EXERCISE GOAL -> Would you write out all of the records that follow, exactly as they stand?

INFORMATION ->
use crate::{arguments, p1_triangle};
use fenris_form::algebra::Expr;
use fenris_form::form::{
    BasisFunction, Coefficient, Derivative, Determinant, Form, Integral, Monomial, Restriction, Transform,
    TransformKind,
};
use fenris_form::index::{Index, IndexGenerator, IndexKind};
use fenris_form::FormError;

#[test]
fn monomial_indices_follow_canonical_order() {
    let element = p1_triangle();
    let a0 = Index::secondary(0, 0..2);
    let mut v = BasisFunction::argument(&element, 0).with_component(1);
    v.derivatives.push(Derivative {
        element: element.clone(),
        index: a0.clone(),
    });

    let mut monomial = Monomial::new(Integral::cell());
    monomial.basis_functions.push(v);
    monomial
        .transforms
        .push(Transform::new(TransformKind::JInv, a0.clone(), Index::fixed(0), Restriction::Unrestricted));
    monomial.coefficients.push(Coefficient {
        n0: 0,
        n1: 1,
        index: Index::auxiliary(0, 0..3),
    });

    let indices: Vec<Index> = monomial.indices().into_iter().cloned().collect();
    assert_eq!(
        indices,
        vec![
            Index::primary(0, 0..3),
            Index::fixed(1),
            a0.clone(),
            a0,
            Index::fixed(0),
            Index::auxiliary(0, 0..3)
        ]
    );
    assert_eq!(monomial.num_basis_function_indices(), 3);
    assert_eq!(monomial.max_index(IndexKind::Secondary), Some(0));
    assert_eq!(monomial.max_index(IndexKind::Primary), Some(0));
    assert_eq!(monomial.max_index(IndexKind::Auxiliary), Some(0));
    assert!(monomial.check_index_balance().is_ok());
}

#[test]
fn index_occurring_three_times_violates_balance() {
    let element = p1_triangle();
    let a0 = Index::secondary(0, 0..3);
    let mut monomial = Monomial::new(Integral::cell());
    for _ in 0..3 {
        monomial
            .basis_functions
            .push(BasisFunction::new(&element, a0.clone()));
    }
    let result = monomial.check_index_balance();
    assert!(matches!(result, Err(FormError::InvariantViolation { .. })));

    let form = Form::new(vec![monomial]);
    match form.check_index_balance() {
        Err(FormError::InvariantViolation { context, .. }) => {
            assert_eq!(context.len(), 2);
            assert!(context[1].contains("monomial 0"));
        }
        other => panic!("expected invariant violation, got {other:?}"),
    }
}

#[test]
fn index_with_inconsistent_ranges_violates_balance() {
    let element = p1_triangle();
    let mut monomial = Monomial::new(Integral::cell());
    monomial
        .basis_functions
        .push(BasisFunction::new(&element, Index::secondary(0, 0..3)));
    monomial
        .basis_functions
        .push(BasisFunction::new(&element, Index::secondary(0, 0..2)));
    assert!(matches!(
        monomial.check_index_balance(),
        Err(FormError::InvariantViolation { .. })
    ));
}

#[test]
fn determinants_with_compatible_restrictions_multiply() {
    let plus = Determinant::new(1, Restriction::Plus);
    let minus = Determinant::new(-1, Restriction::Minus);
    let constant = Determinant::new(2, Restriction::Constant);

    assert_eq!(plus.multiply(&plus), Some(Determinant::new(2, Restriction::Plus)));
    assert_eq!(plus.multiply(&minus), None);
    assert_eq!(constant.multiply(&minus), Some(Determinant::new(1, Restriction::Minus)));
    assert_eq!(plus.multiply(&constant), Some(Determinant::new(3, Restriction::Plus)));
}

#[test]
fn form_rank_and_integrals() {
    let element = p1_triangle();
    let (u, v) = arguments(&element);
    let mut generator = IndexGenerator::new();
    let cell = (u.clone() * v.clone()).unwrap().integrate(Integral::cell()).unwrap();
    let facet = u
        .dx(0, &mut generator)
        .unwrap()
        .integrate(Integral::exterior_facet(3))
        .unwrap();
    let form = match (Expr::from(cell) + Expr::from(facet)).unwrap() {
        Expr::Form(form) => form,
        other => panic!("expected form, got {other:?}"),
    };

    assert_eq!(form.len(), 2);
    assert_eq!(form.rank(), 2);
    assert_eq!(
        form.integrals(),
        vec![Integral::cell(), Integral::exterior_facet(3)]
    );
    assert!(Form::default().is_empty());
    assert_eq!(Form::default().rank(), 0);
    assert_eq!(Form::default().to_string(), "0");
}

#[test]
fn monomial_display() {
    let element = p1_triangle();
    let (u, v) = arguments(&element);
    let mut generator = IndexGenerator::new();
    let form = (2.0 * (u.dx(0, &mut generator).unwrap() * v).unwrap())
        .unwrap()
        .integrate(Integral::cell())
        .unwrap();
    assert_eq!(
        form.monomials()[0].to_string(),
        "2 * (dX_a0/dx_0) * (d/dX_a0)v[E0]_i0 * v[E0]_i1 * dx"
    );
}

ANSWER BELOW ->
use crate::{arguments, p1_triangle};
use fenris_form::algebra::Expr;
use fenris_form::form::{
    BasisFunction, Coefficient, Derivative, Determinant, Form, Integral, Monomial, Restriction, Transform,
    TransformKind,
};
use fenris_form::index::{Index, IndexGenerator, IndexKind};
use fenris_form::FormError;

#[test]
fn monomial_indices_follow_canonical_order() {
    let element = p1_triangle();
    let a0 = Index::secondary(0, 0..2);
    let mut v = BasisFunction::argument(&element, 0).with_component(1);
    v.derivatives.push(Derivative {
        element: element.clone(),
        index: a0.clone(),
    });

    let mut monomial = Monomial::new(Integral::cell());
    monomial.basis_functions.push(v);
    monomial
        .transforms
        .push(Transform::new(TransformKind::JInv, a0.clone(), Index::fixed(0), Restriction::Unrestricted));
    monomial.coefficients.push(Coefficient {
        n0: 0,
        n1: 1,
        index: Index::auxiliary(0, 0..3),
    });

    let indices: Vec<Index> = monomial.indices().into_iter().cloned().collect();
    assert_eq!(
        indices,
        vec![
            Index::primary(0, 0..3),
            Index::fixed(1),
            a0.clone(),
            a0,
            Index::fixed(0),
            Index::auxiliary(0, 0..3)
        ]
    );
    assert_eq!(monomial.num_basis_function_indices(), 3);
    assert_eq!(monomial.max_index(IndexKind::Secondary), Some(0));
    assert_eq!(monomial.max_index(IndexKind::Primary), Some(0));
    assert_eq!(monomial.max_index(IndexKind::Auxiliary), Some(0));
    assert!(monomial.check_index_balance().is_ok());
}

#[test]
fn index_occurring_three_times_violates_balance() {
    let element = p1_triangle();
    let a0 = Index::secondary(0, 0..3);
    let mut monomial = Monomial::new(Integral::cell());
    for _ in 0..3 {
        monomial
            .basis_functions
            .push(BasisFunction::new(&element, a0.clone()));
    }
    let result = monomial.check_index_balance();
    assert!(matches!(result, Err(FormError::InvariantViolation { .. })));

    let form = Form::new(vec![monomial]);
    match form.check_index_balance() {
        Err(FormError::InvariantViolation { context, .. }) => {
            assert_eq!(context.len(), 2);
            assert!(context[1].contains("monomial 0"));
        }
        other => panic!("expected invariant violation, got {other:?}"),
    }
}

#[test]
fn index_with_inconsistent_ranges_violates_balance() {
    let element = p1_triangle();
    let mut monomial = Monomial::new(Integral::cell());
    monomial
        .basis_functions
        .push(BasisFunction::new(&element, Index::secondary(0, 0..3)));
    monomial
        .basis_functions
        .push(BasisFunction::new(&element, Index::secondary(0, 0..2)));
    assert!(matches!(
        monomial.check_index_balance(),
        Err(FormError::InvariantViolation { .. })
    ));
}

#[test]
fn determinants_with_compatible_restrictions_multiply() {
    let plus = Determinant::new(1, Restriction::Plus);
    let minus = Determinant::new(-1, Restriction::Minus);
    let constant = Determinant::new(2, Restriction::Constant);

    assert_eq!(plus.multiply(&plus), Some(Determinant::new(2, Restriction::Plus)));
    assert_eq!(plus.multiply(&minus), None);
    assert_eq!(constant.multiply(&minus), Some(Determinant::new(1, Restriction::Minus)));
    assert_eq!(plus.multiply(&constant), Some(Determinant::new(3, Restriction::Plus)));
}

#[test]
fn form_rank_and_integrals() {
    let element = p1_triangle();
    let (u, v) = arguments(&element);
    let mut generator = IndexGenerator::new();
    let cell = (u.clone() * v.clone()).unwrap().integrate(Integral::cell()).unwrap();
    let facet = u
        .dx(0, &mut generator)
        .unwrap()
        .integrate(Integral::exterior_facet(3))
        .unwrap();
    let form = match (Expr::from(cell) + Expr::from(facet)).unwrap() {
        Expr::Form(form) => form,
        other => panic!("expected form, got {other:?}"),
    };

    assert_eq!(form.len(), 2);
    assert_eq!(form.rank(), 2);
    assert_eq!(
        form.integrals(),
        vec![Integral::cell(), Integral::exterior_facet(3)]
    );
    assert!(Form::default().is_empty());
    assert_eq!(Form::default().rank(), 0);
    assert_eq!(Form::default().to_string(), "0");
}

#[test]
fn monomial_display() {
    let element = p1_triangle();
    let (u, v) = arguments(&element);
    let mut generator = IndexGenerator::new();
    let form = (2.0 * (u.dx(0, &mut generator).unwrap() * v).unwrap())
        .unwrap()
        .integrate(Integral::cell())
        .unwrap();
    assert_eq!(
        form.monomials()[0].to_string(),
        "2 * (dX_a0/dx_0) * (d/dX_a0)v[E0]_i0 * v[E0]_i1 * dx"
    );
}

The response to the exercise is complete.